I did a lot today - went out and bought a DVD, burned the swan photo onto it, went back and mailed it. Threw out more paper from desk folders, went through 6 months of receipts to sort into [college] and film etc. Mid-day I got very weak at the heart, high blood pressure, worse when I moved around, scared, decided to go for a walk rather than die inside - oh forgot I dreamed this morning that I'd sent Martin Ware a note asking if he's okay, so I did that too - walked across 6th into the park - it felt nice - was breathing 4 in, 8 out, deep breaths, walking walking steadily as I haven't for years? easily, lightly, it seemed, over the grass, looking sideways at the peach trees, over the bridge, until I came to the long pool, and there were two lotus heaps with pink flowers just beginning, mostly in pointed bud. I sat down and kept sitting until I began to see the mottling of the surface mirror, the band of reflection at the bottom edge of the lotus, where fine green stalks mixed with reflected green stalks among the bent round edges of reflected leaves in which I saw, just once, just fractionally, a bit of the pale flank of a koi slipping deep into the thicket. Over the whole of this reflection a fine continuous shallow flutter.

I watched an upside down palm, a pale high wall with one rectangular window, above it a hanging eucalyptus.

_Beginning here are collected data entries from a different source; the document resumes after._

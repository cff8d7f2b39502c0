//! Page assembly - turns posts into complete HTML documents
//!
//! Everything here is pure: the generator hands in loaded posts and parsed
//! templates and writes out whatever comes back.

use crate::content::Post;
use crate::helpers::{html_escape, post_url};
use crate::templates::{ARCHIVE_TEMPLATE, INDEX_TEMPLATE};
use crate::theme::{Context, Template};
use crate::Blog;

const INDEX_EMPTY: &str =
    "<p>No posts yet. Create your first post in the <code>posts</code> directory!</p>";
const ARCHIVE_EMPTY: &str = "<p>No posts yet.</p>";

/// Site-wide values available to every page
#[derive(Debug, Clone)]
pub struct PageContext {
    pub base_path: String,
    pub site_title: String,
    pub description: String,
    pub tagline: String,
    pub copyright_year: String,
    pub index_limit: usize,
}

impl PageContext {
    pub fn from_blog(blog: &Blog) -> Self {
        Self {
            base_path: blog.base_path.clone(),
            site_title: blog.config.title.clone(),
            description: blog.config.description.clone(),
            tagline: blog.config.tagline.clone(),
            copyright_year: blog.config.copyright_year.clone(),
            index_limit: blog.config.index_limit,
        }
    }

    /// Template data shared by all pages; configured text is escaped like
    /// front matter
    fn base_context(&self) -> Context {
        Context::new()
            .with("basePath", &self.base_path)
            .with("siteTitle", html_escape(&self.site_title))
            .with("copyrightYear", html_escape(&self.copyright_year))
    }

    fn listing_context(&self, posts_html: String) -> Context {
        self.base_context()
            .with("description", html_escape(&self.description))
            .with("tagline", html_escape(&self.tagline))
            .with("posts", posts_html)
    }
}

/// Render a post through the post template
pub fn render_post_page(template: &Template, post: &Post, ctx: &PageContext) -> String {
    let tags: Vec<String> = post.tags().iter().map(|t| html_escape(t)).collect();

    let context = ctx
        .base_context()
        .with("title", html_escape(post.title()))
        .with("date", html_escape(post.raw_date()))
        .with("formattedDate", html_escape(&post.formatted_date()))
        .with("tags", tags)
        .with("content", &post.content);

    template.render(&context)
}

/// Home page: the newest posts as previews with a read-more link
pub fn render_index_page(posts: &[Post], ctx: &PageContext) -> String {
    let previews: String = posts
        .iter()
        .take(ctx.index_limit)
        .map(|post| index_preview(post, &ctx.base_path))
        .collect();

    Template::parse(INDEX_TEMPLATE)
        .render(&ctx.listing_context(or_placeholder(previews, INDEX_EMPTY)))
}

/// Archive page: every post as a preview
pub fn render_archive_page(posts: &[Post], ctx: &PageContext) -> String {
    let previews: String = posts
        .iter()
        .map(|post| archive_preview(post, &ctx.base_path))
        .collect();

    Template::parse(ARCHIVE_TEMPLATE)
        .render(&ctx.listing_context(or_placeholder(previews, ARCHIVE_EMPTY)))
}

fn or_placeholder(previews: String, placeholder: &str) -> String {
    if previews.is_empty() {
        placeholder.to_string()
    } else {
        previews
    }
}

fn tag_spans(post: &Post) -> String {
    post.tags()
        .iter()
        .map(|tag| format!(r#"<span class="tag">{}</span>"#, html_escape(tag)))
        .collect()
}

fn index_preview(post: &Post, base_path: &str) -> String {
    let url = post_url(base_path, &post.slug);
    format!(
        r#"
      <article class="post-preview">
        <h2><a href="{url}">{title}</a></h2>
        <div class="post-meta">
          <time datetime="{date}">{formatted}</time>
          {tags}
        </div>
        <p class="excerpt">{excerpt}</p>
        <a href="{url}" class="read-more">Read more →</a>
      </article>
    "#,
        url = url,
        title = html_escape(post.title()),
        date = html_escape(post.raw_date()),
        formatted = html_escape(&post.formatted_date()),
        tags = tag_spans(post),
        excerpt = post.excerpt,
    )
}

fn archive_preview(post: &Post, base_path: &str) -> String {
    format!(
        r#"
      <article class="archive-post">
        <h3><a href="{url}">{title}</a></h3>
        <div class="post-meta">
          <time datetime="{date}">{formatted}</time>
          {tags}
        </div>
        <p class="excerpt">{excerpt}</p>
      </article>
    "#,
        url = post_url(base_path, &post.slug),
        title = html_escape(post.title()),
        date = html_escape(post.raw_date()),
        formatted = html_escape(&post.formatted_date()),
        tags = tag_spans(post),
        excerpt = post.excerpt,
    )
}
//! Configuration module

mod site;

pub use site::normalize_base_path;
pub use site::HighlightConfig;
pub use site::SiteConfig;
pub use site::ENV_VAR;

Two cream-colored koi a foot long passed in the open area below - I mean the little well in front of me not skinned solid silver, showing into water that was soft and warm, perfect to the touch. Sitting there that way I was wanting a cine camera. It was Trapline but softer and subtler, outside, in what looked to be a paradise. The name of the film was By the lotus. It was open-overcast of 5 o'clock. People kept coming to stand looking. I was watching their reflections ripple in stacked colored lines. They would take a picture and go away. Voices from other countries.

Then I walked as far as the fountain, circled it, came home walking easily, breathing deep, started looking up HD cameras and kept doing that until now - it's after midnight. Called Rowen in the midst.

Don't know how I can be both so well and so unwell.